Evaluation and Report Language (EARL) 1.0 Schema
W3C Working Draft 10 May 2011
http://www.w3.org/TR/2011/WD-EARL10-Schema-20110510/

This is feedback on ยง 3.6. mainAssertor Property:

http://www.w3.org/TR/2011/WD-EARL10-Schema-20110510/#mainAssertor

This property is weird in two respects. First, it is not constrained
from preventing an unbounded chain of main assertors. Second, it is
not constrained from loops. In other words, as far as I can tell both
of the following are allowed:

(1)

[ earl:mainAssertor [ earl:mainAssertor [ earl:mainAssertor [
earl:mainAssertor [ earl:mainAssertor [ earl:mainAssertor [
earl:mainAssertor [ earl:mainAssertor [ ... ] ] ] ] ] ] ] ] ].

(2)

:assertor01 earl:mainAssertor :assertor02.
:assertor02 earl:mainAssertor :assertor01.

Note that earl:mainAssertor is a sub property of earl:member. Of
course the EARL specification does not say what the range and domain
of earl:member are. They turn out to be domain foaf:Group and range
foaf:Agent. Furthermore, foaf:Group turns out to be a sub class of
foaf:Agent. So nothing in the above is inconsistent with FOAF either.
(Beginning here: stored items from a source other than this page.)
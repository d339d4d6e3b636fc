//! Collapse three YM noise mixers into one SN noise channel (component G).

use crate::model::{NoiseRate, Voice};
use crate::volume;

/// SN76489's three fixed white-noise rate divisors.
const FIXED_RATE_DIVISORS: [u32; 3] = [512, 1024, 2048];

/// Resolved noise state for a frame, before the arbiter (F) has a chance to
/// override the rate for tuned-white-noise.
#[derive(Debug, Clone, Copy, PartialEq, Eq)]
pub struct CollapsedNoise {
    /// Attenuation to apply to the noise channel; silent if no voice
    /// enables noise this frame.
    pub atten: u8,
    /// Selected fixed noise rate, nearest to the YM noise frequency.
    pub rate: NoiseRate,
}

/// Collapse the three voices' noise-mix state and the shared YM noise
/// period into one SN noise channel.
///
/// The dominant-source rule is used for volume: averaging the contributing
/// voices' volumes produced audibly under-powered noise in practice, so the
/// loudest contributing voice wins outright.
pub fn collapse(
    voices: &[Voice; 3],
    raw_volumes: [u8; 3],
    noise_period: u8,
    source_clock_hz: u32,
    target_clock_hz: u32,
) -> CollapsedNoise {
    let contributing: Vec<usize> = (0..3).filter(|&i| voices[i].noise_on).collect();
    if contributing.is_empty() {
        return CollapsedNoise {
            atten: volume::SN_ATTEN_SILENT,
            rate: NoiseRate::Rate0,
        };
    }

    let loudest = contributing
        .iter()
        .copied()
        .max_by_key(|&i| raw_volumes[i])
        .unwrap();
    let atten = volume::map_linear(raw_volumes[loudest]);

    let ym_noise_hz = source_clock_hz as f64 / (16.0 * noise_period.max(1) as f64);
    let rate = nearest_fixed_rate(ym_noise_hz, target_clock_hz);

    CollapsedNoise { atten, rate }
}

fn nearest_fixed_rate(desired_hz: f64, target_clock_hz: u32) -> NoiseRate {
    let variants = [NoiseRate::Rate0, NoiseRate::Rate1, NoiseRate::Rate2];
    let mut best = variants[0];
    let mut best_err = f64::MAX;
    for (i, divisor) in FIXED_RATE_DIVISORS.iter().enumerate() {
        let hz = target_clock_hz as f64 / *divisor as f64;
        let err = (hz - desired_hz).abs();
        if err < best_err {
            best_err = err;
            best = variants[i];
        }
    }
    best
}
I'm not sure what to do about this exactly, but I think that
earl:mainAssertor is in this draft fundamentally broken. You can even
have this, technically:

(3)

:assertor01 earl:mainAssertor :assertor01.

I suppose I would need to know what the requirements were, and who
suggested that it would be not only a good idea but crucial to have an
earl:mainAssertor. This isn't so clearly an error with foaf:member
because the FOAF vocabulary is very sketchy to allow further
pencilling in. But EARL is a very strongly constrained vocabulary, at
least according to the current conformance criteria profile (though
compare Bug 004, and to some extent Bug 006), and yet
earl:mainAssertor leaves a very strange taste.

You can perhaps see this most clearly in my sketched diagram:

http://sbp.so/earl/diagram

That Assertor in the top middle could actually not exist, and the
earl:mainAssertor could have just been fed back into its parent
Assertor class, representing initially its domain of course, but here
subsequently its range, in a loop.

This was probably a good natured attempt to add utility to the
language, but I don't think it has been carefully thought out.

So in summary I'm at least proposing that the conformance criteria
should remove unbounded chains and loops from the use of
earl:mainAssertor. But I think a better solution would likely be in
the area of making an earl:Individual sub class of foaf:Agent, and
making that disjoint with foaf:Group. Then there could be an
owl:Restriction on earl:mainAssertor (taking careful note of Bug 009)
such that when it is used on an instance of foaf:Group, its object
must then be an instance of earl:Individual. The cardinality would be
zeroOrOne, in RELAX NG terms. The earl:mainAssertor property itself
might need some suitable renaming too.